[ale] Speed un-tar?

Ed Cashin ecashin at noserose.net
Wed Jul 30 20:57:49 EDT 2014


The fact that the VM's storage is spread over 6 disks makes it sound like
your best bet is to avoid seek times.

So a tmpfs could conceivably help a lot.  By catting the whole files from
storage into the tmpfs you avoid making the disk heads go back and forth
more than necessary, and random access can occur in RAM.

Then the trick is to get the data out of the tar file in RAM as quickly as
possible.  You could use, e.g., the tarfile library from Python.

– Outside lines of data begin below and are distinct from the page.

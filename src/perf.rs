//! Start-up timing and an optional event log file.
//!
//! Both are off by default; nothing here reads the clock until enabled.

use std::fs::File;
use std::io::{BufWriter, Write};
use std::path::Path;
use std::sync::atomic::{AtomicBool, Ordering};
use std::sync::{LazyLock, Mutex, MutexGuard, PoisonError};
use std::time::Instant;

static ENABLED: AtomicBool = AtomicBool::new(false);
static DEBUG_LOGGER: LazyLock<Mutex<DebugLogger>> =
    LazyLock::new(|| Mutex::new(DebugLogger::default()));

/// Reports its lifetime when dropped, if timing is enabled.
#[derive(Debug)]
pub struct Scope {
    name: &'static str,
    start: Option<Instant>,
}

impl Drop for Scope {
    fn drop(&mut self) {
        let Some(start) = self.start else {
            return;
        };
        let elapsed_ms = start.elapsed().as_secs_f64() * 1000.0;
        tracing::debug!(scope = self.name, elapsed_ms, "perf");
        log_event(self.name, format!("{elapsed_ms:.2} ms"));
    }
}

#[derive(Debug, Default)]
struct DebugLogger {
    start: Option<Instant>,
    writer: Option<BufWriter<File>>,
}

fn logger() -> MutexGuard<'static, DebugLogger> {
    DEBUG_LOGGER.lock().unwrap_or_else(PoisonError::into_inner)
}

pub fn set_enabled(enabled: bool) {
    ENABLED.store(enabled, Ordering::Relaxed);
}

pub fn is_enabled() -> bool {
    ENABLED.load(Ordering::Relaxed)
}

pub fn scope(name: &'static str) -> Scope {
    Scope {
        name,
        start: is_enabled().then(Instant::now),
    }
}

/// Route [`log_event`] output to `path`, or stop logging with `None`.
///
/// # Errors
/// Returns an error if the file cannot be created or written.
pub fn set_debug_log_path(path: Option<&Path>) -> std::io::Result<()> {
    let mut logger = logger();
    match path {
        Some(path) => {
            let mut writer = BufWriter::new(File::create(path)?);
            writeln!(writer, "notebridge bootstrap debug log start")?;
            writer.flush()?;
            logger.start = Some(Instant::now());
            logger.writer = Some(writer);
        }
        None => {
            logger.start = None;
            logger.writer = None;
        }
    }
    Ok(())
}

pub fn is_debug_log_enabled() -> bool {
    logger().writer.is_some()
}

pub fn log_event(name: &str, detail: impl AsRef<str>) {
    let mut logger = logger();
    let Some(start) = logger.start else {
        return;
    };
    let elapsed_ms = start.elapsed().as_secs_f64() * 1000.0;
    if let Some(writer) = logger.writer.as_mut() {
        let _ = writeln!(
            writer,
            "[{elapsed_ms:>10.3} ms] {name}: {}",
            detail.as_ref()
        );
        let _ = writer.flush();
    }
}

#[cfg(test)]
mod tests {
    use super::*;
    use tempfile::NamedTempFile;

    #[test]
    fn test_set_enabled_toggles_runtime_flag() {
        set_enabled(true);
        assert!(is_enabled());
        assert!(scope("test.on").start.is_some());

        set_enabled(false);
        assert!(!is_enabled());
        assert!(scope("test.off").start.is_none());
    }

    #[test]
    fn test_debug_log_path_enables_logging_and_writes() {
        let temp_file = NamedTempFile::new().unwrap();
        set_debug_log_path(Some(temp_file.path())).unwrap();
        assert!(is_debug_log_enabled());
        log_event("bootstrap.stage", "Unstarted -> ModuleLoading");
        set_debug_log_path(None).unwrap();
        assert!(!is_debug_log_enabled());
        log_event("bootstrap.stage", "dropped");

        let content = std::fs::read_to_string(temp_file.path()).unwrap();
        assert!(content.contains("notebridge bootstrap debug log start"));
        assert!(content.contains("bootstrap.stage: Unstarted -> ModuleLoading"));
        assert!(!content.contains("dropped"));
    }
}
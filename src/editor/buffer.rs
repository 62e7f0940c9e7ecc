use ropey::Rope;

/// Caret position inside a [`EditorBuffer`].
#[derive(Debug, Clone, Copy, PartialEq, Eq, Default)]
pub struct Cursor {
    /// Zero-based line index.
    pub line: usize,
    /// Byte offset within the line, always on a character boundary.
    pub col: usize,
    /// Column to return to when moving vertically through short lines.
    sticky_col: usize,
}

impl Cursor {
    pub const fn at(line: usize, col: usize) -> Self {
        Self {
            line,
            col,
            sticky_col: col,
        }
    }

    const fn place(&mut self, col: usize) {
        self.col = col;
        self.sticky_col = col;
    }
}

/// Arrow-key caret movement.
#[derive(Debug, Clone, Copy, PartialEq, Eq)]
pub enum Direction {
    Up,
    Down,
    Left,
    Right,
}

/// Rope-backed note text with a caret and an undo history.
///
/// Every mutating call records the previous state first, so [`undo`]
/// walks back one edit at a time. [`replace_all`] starts a fresh history,
/// matching how a widget's "set content" call behaves.
///
/// [`undo`]: EditorBuffer::undo
/// [`replace_all`]: EditorBuffer::replace_all
pub struct EditorBuffer {
    rope: Rope,
    cursor: Cursor,
    history: Vec<(Rope, Cursor)>,
}

impl EditorBuffer {
    pub fn from_text(text: &str) -> Self {
        Self {
            rope: Rope::from_str(text),
            cursor: Cursor::default(),
            history: Vec::new(),
        }
    }

    pub fn empty() -> Self {
        Self::from_text("")
    }

    pub const fn cursor(&self) -> Cursor {
        self.cursor
    }

    /// A line without its line terminator.
    pub fn line_at(&self, line_idx: usize) -> Option<String> {
        (line_idx < self.rope.len_lines()).then(|| {
            let mut line = self.rope.line(line_idx).to_string();
            line.truncate(line.len() - terminator_len(&line));
            line
        })
    }

    pub fn text(&self) -> String {
        self.rope.to_string()
    }

    /// Swap in entirely new content; history and caret start over.
    pub fn replace_all(&mut self, text: &str) {
        self.rope = Rope::from_str(text);
        self.cursor = Cursor::default();
        self.history.clear();
    }

    pub fn can_undo(&self) -> bool {
        !self.history.is_empty()
    }

    /// Revert the most recent edit. Returns `false` when there is none.
    pub fn undo(&mut self) -> bool {
        let Some((rope, cursor)) = self.history.pop() else {
            return false;
        };
        self.rope = rope;
        self.cursor = cursor;
        true
    }

    pub fn insert_char(&mut self, ch: char) {
        self.checkpoint();
        let at = self.caret_char_idx();
        self.rope.insert_char(at, ch);
        if ch == '\n' {
            self.cursor.line += 1;
            self.cursor.place(0);
        } else {
            self.cursor.place(self.cursor.col + ch.len_utf8());
        }
    }

    /// Break the line at the caret (Enter).
    pub fn split_line(&mut self) {
        self.insert_char('\n');
    }

    /// Remove the character before the caret (Backspace).
    ///
    /// At the start of a line this joins it to the previous one, removing
    /// the whole terminator (`\n` or `\r\n`).
    pub fn delete_back(&mut self) -> bool {
        if self.cursor.line == 0 && self.cursor.col == 0 {
            return false;
        }
        self.checkpoint();
        let at = self.caret_char_idx();
        if self.cursor.col == 0 {
            let prev = self.cursor.line - 1;
            let joined_col = self.line_len(prev);
            let terminator = self.terminator_chars(prev);
            self.rope.remove(at - terminator..at);
            self.cursor.line = prev;
            self.cursor.place(joined_col);
        } else {
            let width = self.char_before_caret().map_or(1, char::len_utf8);
            self.rope.remove(at - 1..at);
            self.cursor.place(self.cursor.col - width);
        }
        true
    }

    /// Remove the character under the caret (Delete).
    ///
    /// At the end of a line this joins the next line onto it.
    pub fn delete_forward(&mut self) -> bool {
        let at = self.caret_char_idx();
        if at >= self.rope.len_chars() {
            return false;
        }
        self.checkpoint();
        let width = if self.cursor.col >= self.line_len(self.cursor.line) {
            self.terminator_chars(self.cursor.line).max(1)
        } else {
            1
        };
        self.rope.remove(at..at + width);
        true
    }

    pub fn move_cursor(&mut self, direction: Direction) {
        match direction {
            Direction::Left => {
                if let Some(ch) = self.char_before_caret() {
                    self.cursor.place(self.cursor.col - ch.len_utf8());
                } else if self.cursor.line > 0 {
                    self.cursor.line -= 1;
                    self.cursor.place(self.line_len(self.cursor.line));
                }
            }
            Direction::Right => {
                let line = self.line_at(self.cursor.line).unwrap_or_default();
                if let Some(ch) = line[self.cursor.col.min(line.len())..].chars().next() {
                    self.cursor.place(self.cursor.col + ch.len_utf8());
                } else if self.cursor.line + 1 < self.rope.len_lines() {
                    self.cursor.line += 1;
                    self.cursor.place(0);
                }
            }
            Direction::Up if self.cursor.line > 0 => {
                self.cursor.line -= 1;
                self.snap_to_sticky_col();
            }
            Direction::Down if self.cursor.line + 1 < self.rope.len_lines() => {
                self.cursor.line += 1;
                self.snap_to_sticky_col();
            }
            Direction::Up | Direction::Down => {}
        }
    }

    fn snap_to_sticky_col(&mut self) {
        let line = self.line_at(self.cursor.line).unwrap_or_default();
        self.cursor.col = floor_char_boundary(&line, self.cursor.sticky_col);
    }

    fn line_len(&self, line_idx: usize) -> usize {
        self.line_at(line_idx).map_or(0, |s| s.len())
    }

    fn terminator_chars(&self, line_idx: usize) -> usize {
        // Both terminator forms are ASCII, so bytes and chars agree.
        terminator_len(&self.rope.line(line_idx).to_string())
    }

    fn checkpoint(&mut self) {
        // Rope clones share structure, so a snapshot per edit stays cheap.
        self.history.push((self.rope.clone(), self.cursor));
    }

    fn char_before_caret(&self) -> Option<char> {
        let line = self.line_at(self.cursor.line)?;
        line[..floor_char_boundary(&line, self.cursor.col)]
            .chars()
            .next_back()
    }

    fn caret_char_idx(&self) -> usize {
        let line_start = self.rope.line_to_char(self.cursor.line);
        let line = self.line_at(self.cursor.line).unwrap_or_default();
        line_start + line[..floor_char_boundary(&line, self.cursor.col)].chars().count()
    }
}

fn terminator_len(line: &str) -> usize {
    if line.ends_with("\r\n") {
        2
    } else {
        usize::from(line.ends_with('\n'))
    }
}

/// Largest character boundary in `line` at or before `col`.
fn floor_char_boundary(line: &str, col: usize) -> usize {
    let mut col = col.min(line.len());
    while !line.is_char_boundary(col) {
        col -= 1;
    }
    col
}

impl std::fmt::Debug for EditorBuffer {
    fn fmt(&self, f: &mut std::fmt::Formatter<'_>) -> std::fmt::Result {
        f.debug_struct("EditorBuffer")
            .field("lines", &self.rope.len_lines())
            .field("cursor", &self.cursor)
            .field("history", &self.history.len())
            .finish()
    }
}

#[cfg(test)]
mod tests {
    use super::*;

    fn buffer_at(text: &str, line: usize, col: usize) -> EditorBuffer {
        let mut buf = EditorBuffer::from_text(text);
        buf.cursor = Cursor::at(line, col);
        buf
    }

    #[test]
    fn test_empty_buffer_has_one_line() {
        let buf = EditorBuffer::empty();
        assert_eq!(buf.line_at(0), Some(String::new()));
        assert_eq!(buf.line_at(1), None);
    }

    #[test]
    fn test_line_at_strips_crlf() {
        let buf = EditorBuffer::from_text("one\r\ntwo");
        assert_eq!(buf.line_at(0), Some("one".to_string()));
        assert_eq!(buf.line_at(1), Some("two".to_string()));
        assert_eq!(buf.line_at(2), None);
    }

    #[test]
    fn test_text_roundtrip_keeps_trailing_newline() {
        let content = "# Title\n\n- item\n";
        assert_eq!(EditorBuffer::from_text(content).text(), content);
    }

    #[test]
    fn test_insert_char_advances_by_utf8_width() {
        let mut buf = buffer_at("ab", 0, 1);
        buf.insert_char('日');
        assert_eq!(buf.text(), "a日b");
        assert_eq!(buf.cursor(), Cursor::at(0, 4));
        assert!(buf.can_undo());
    }

    #[test]
    fn test_split_line_then_backspace_rejoins() {
        let mut buf = buffer_at("hello", 0, 2);
        buf.split_line();
        assert_eq!(buf.text(), "he\nllo");
        assert_eq!(buf.cursor(), Cursor::at(1, 0));
        assert!(buf.delete_back());
        assert_eq!(buf.text(), "hello");
        assert_eq!(buf.cursor(), Cursor::at(0, 2));
    }

    #[test]
    fn test_backspace_at_line_start_removes_whole_crlf() {
        let mut buf = buffer_at("ab\r\ncd", 1, 0);
        assert!(buf.delete_back());
        assert_eq!(buf.text(), "abcd");
        assert_eq!(buf.cursor(), Cursor::at(0, 2));
    }

    #[test]
    fn test_delete_at_line_end_removes_whole_crlf() {
        let mut buf = buffer_at("ab\r\ncd", 0, 2);
        assert!(buf.delete_forward());
        assert_eq!(buf.text(), "abcd");
    }

    #[test]
    fn test_delete_back_at_origin_is_noop() {
        let mut buf = EditorBuffer::from_text("abc");
        assert!(!buf.delete_back());
        assert!(!buf.can_undo());
    }

    #[test]
    fn test_delete_back_removes_multibyte_char() {
        let mut buf = buffer_at("aé", 0, 3);
        assert!(buf.delete_back());
        assert_eq!(buf.text(), "a");
        assert_eq!(buf.cursor().col, 1);
    }

    #[test]
    fn test_delete_forward_joins_next_line_and_stops_at_end() {
        let mut buf = buffer_at("ab\ncd", 0, 2);
        assert!(buf.delete_forward());
        assert_eq!(buf.text(), "abcd");
        buf.cursor = Cursor::at(0, 4);
        assert!(!buf.delete_forward());
    }

    #[test]
    fn test_undo_walks_back_one_edit_at_a_time() {
        let mut buf = EditorBuffer::empty();
        buf.insert_char('a');
        buf.insert_char('b');
        assert!(buf.undo());
        assert_eq!(buf.text(), "a");
        assert_eq!(buf.cursor(), Cursor::at(0, 1));
        assert!(buf.undo());
        assert_eq!(buf.text(), "");
        assert!(!buf.undo());
    }

    #[test]
    fn test_replace_all_resets_history_and_caret() {
        let mut buf = EditorBuffer::empty();
        buf.insert_char('x');
        buf.replace_all("loaded note");
        assert_eq!(buf.text(), "loaded note");
        assert_eq!(buf.cursor(), Cursor::default());
        assert!(!buf.can_undo());
    }

    #[test]
    fn test_vertical_moves_remember_column() {
        let mut buf = buffer_at("long line\nx\nanother", 0, 6);
        buf.move_cursor(Direction::Down);
        assert_eq!(buf.cursor().col, 1);
        buf.move_cursor(Direction::Down);
        assert_eq!(buf.cursor().col, 6);
    }

    #[test]
    fn test_vertical_move_into_multibyte_line_lands_on_boundary() {
        let mut buf = buffer_at("ab\n日", 0, 1);
        buf.move_cursor(Direction::Down);
        assert_eq!(buf.cursor().line, 1);
        assert_eq!(buf.cursor().col, 0);
        buf.insert_char('x');
        assert_eq!(buf.text(), "ab\nx日");
    }

    #[test]
    fn test_horizontal_moves_wrap_lines() {
        let mut buf = buffer_at("ab\nc", 1, 0);
        buf.move_cursor(Direction::Left);
        assert_eq!(buf.cursor(), Cursor::at(0, 2));
        buf.move_cursor(Direction::Right);
        assert_eq!(buf.cursor(), Cursor::at(1, 0));
    }
}
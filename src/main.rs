//! Notebridge - boot a wasm note page against the Monaco editor.
//!
//! # Usage
//!
//! ```bash
//! notebridge inspect scrapnote_bg.wasm
//! notebridge worker-proxy --monaco-version 0.21.2
//! notebridge run --module app.wasm --editable --text "hello"
//! ```

#[cfg(not(target_arch = "wasm32"))]
fn main() -> anyhow::Result<()> {
    cli::main()
}

#[cfg(target_arch = "wasm32")]
fn main() {}

#[cfg(not(target_arch = "wasm32"))]
mod cli {
    use std::path::{Path, PathBuf};
    use std::rc::Rc;

    use anyhow::{Context, Result};
    use clap::{Parser, Subcommand};

    use notebridge::bootstrap::{Sequencer, ShellContext};
    use notebridge::config::{
        ConfigFlags, ShellSettings, clear_config_flags, global_config_path, load_config_flags,
        local_override_path, parse_flag_tokens, save_config_flags,
    };
    use notebridge::environment::worker_proxy_script;
    use notebridge::module::{AssetLoader, ModuleManifest};
    use notebridge::perf;
    use notebridge::widget::{HeadlessLoader, HeadlessPage, KeyCode};

    /// Boot a wasm note page against the Monaco editor
    #[derive(Parser, Debug)]
    #[command(name = "notebridge", version, about, long_about = None)]
    struct Cli {
        #[command(subcommand)]
        command: Command,

        /// Application module asset
        #[arg(long, global = true, value_name = "PATH")]
        module: Option<PathBuf>,

        /// Export called once the module is initialized
        #[arg(long, global = true, value_name = "NAME")]
        entry: Option<String>,

        /// CDN root serving the editor distribution
        #[arg(long, global = true, value_name = "URL")]
        cdn_base: Option<String>,

        /// Editor release to pin asset URLs to
        #[arg(long, global = true, value_name = "VERSION")]
        monaco_version: Option<String>,

        /// Editor font family
        #[arg(long, global = true, value_name = "NAME")]
        font: Option<String>,

        /// Editor language id
        #[arg(long, global = true, value_name = "ID")]
        language: Option<String>,

        /// Element id the editor is mounted into
        #[arg(long, global = true, value_name = "ID")]
        container: Option<String>,

        /// Enable start-up timing
        #[arg(long, global = true)]
        perf: bool,

        /// Write bootstrap events to a file
        #[arg(long, global = true, value_name = "PATH")]
        debug_log: Option<PathBuf>,

        /// Save current command-line flags as defaults
        #[arg(long, global = true)]
        save: bool,

        /// Clear saved defaults
        #[arg(long, global = true)]
        clear: bool,
    }

    #[derive(Subcommand, Debug)]
    enum Command {
        /// Print a module's header and exports
        Inspect {
            #[arg(value_name = "ASSET")]
            asset: PathBuf,
        },
        /// Print the worker proxy script
        WorkerProxy,
        /// Print the editor construction options
        Options,
        /// Boot against the headless editor and print the result
        Run {
            /// Text to load into the editor after start-up
            #[arg(long)]
            text: Option<String>,

            /// Make the editor editable after start-up
            #[arg(long)]
            editable: bool,
        },
    }

    pub fn main() -> Result<()> {
        tracing_subscriber::fmt()
            .with_env_filter(
                tracing_subscriber::EnvFilter::from_default_env()
                    .add_directive(tracing::Level::WARN.into()),
            )
            .init();

        let raw_args = std::env::args().collect::<Vec<_>>();
        let cli = Cli::parse();
        let global_path = global_config_path();
        let local_path = local_override_path();
        let cli_flags = parse_flag_tokens(&raw_args);

        if cli.clear {
            clear_config_flags(&global_path)?;
        }
        if cli.save {
            save_config_flags(&global_path, &cli_flags)?;
        }

        let file_flags = if cli.clear {
            ConfigFlags::default()
        } else {
            let global_flags = load_config_flags(&global_path)?;
            let local_flags = load_config_flags(&local_path)?;
            global_flags.union(&local_flags)
        };
        let effective = file_flags.union(&cli_flags);

        perf::set_enabled(effective.perf);
        let debug_log_path = effective
            .debug_log
            .clone()
            .or_else(|| std::env::var_os("NOTEBRIDGE_DEBUG_LOG").map(PathBuf::from));
        if let Err(err) = perf::set_debug_log_path(debug_log_path.as_deref()) {
            tracing::warn!(
                path = %debug_log_path
                    .as_ref()
                    .map_or_else(|| "<unset>".to_string(), |p| p.display().to_string()),
                %err,
                "failed to initialize debug log"
            );
        }

        let settings = effective.settings();
        match cli.command {
            Command::Inspect { asset } => inspect(&asset, &settings.entry),
            Command::WorkerProxy => {
                print!("{}", worker_proxy_script(&settings.assets));
                Ok(())
            }
            Command::Options => {
                let json = serde_json::to_string_pretty(&settings.options)
                    .context("Failed to serialize editor options")?;
                println!("{json}");
                Ok(())
            }
            Command::Run { text, editable } => {
                let runtime = tokio::runtime::Builder::new_current_thread()
                    .build()
                    .context("Failed to start runtime")?;
                runtime.block_on(run(settings, text, editable))
            }
        }
    }

    fn inspect(asset: &Path, entry: &str) -> Result<()> {
        let bytes = std::fs::read(asset)
            .with_context(|| format!("Failed to read module {}", asset.display()))?;
        let manifest = ModuleManifest::parse(&bytes)
            .with_context(|| format!("Invalid module {}", asset.display()))?;
        println!("{}: {} bytes, version {}", asset.display(), manifest.size, manifest.version);
        for export in &manifest.exports {
            println!("  {:<32} {:?} #{}", export.name, export.kind, export.index);
        }
        let found = if manifest.function(entry).is_some() {
            "present"
        } else {
            "missing"
        };
        println!("entry `{entry}`: {found}");
        Ok(())
    }

    async fn run(settings: ShellSettings, text: Option<String>, editable: bool) -> Result<()> {
        let page = Rc::new(HeadlessPage::new());
        let container = settings.container.clone();
        let mount_page = Rc::clone(&page);
        let modules = AssetLoader::new(settings.entry.clone(), move |_: &ShellContext| {
            mount_page.mount(&container);
            tracing::info!(container = %container, "entry rendered page");
        });
        let widgets = HeadlessLoader::new().on_page(page);

        let shell = Rc::new(ShellContext::new());
        let mut escapes = shell.subscribe_keys();
        let sequencer = Sequencer::new(Rc::clone(&shell), modules, widgets).with_settings(settings);
        let adapter = sequencer.run().await.context("Bootstrap failed")?;

        if editable {
            adapter.set_editable(true)?;
        }
        if let Some(text) = text {
            adapter.set_value(&text)?;
        }
        adapter.focus()?;

        if let Some(editor) = sequencer.widgets().editor() {
            editor.press(KeyCode::Escape);
        }
        let mut bridged = 0;
        while escapes.try_recv().is_ok() {
            bridged += 1;
        }

        println!("stage: {:?}", shell.stage());
        println!("escape events: {bridged}");
        println!("{}", adapter.get_value()?);
        Ok(())
    }
}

If I knew more about how you need to process that data I could speculate
about what that would look like.  I am guessing that you could throw the
tar files into the tmpfs while you have room with one process and use
Python's multiprocessing library,

  https://docs.python.org/2/library/multiprocessing.html

... to manage multiple workers that would concurrently process the data
from the tmpfs and then delete the tar files from the tmpfs.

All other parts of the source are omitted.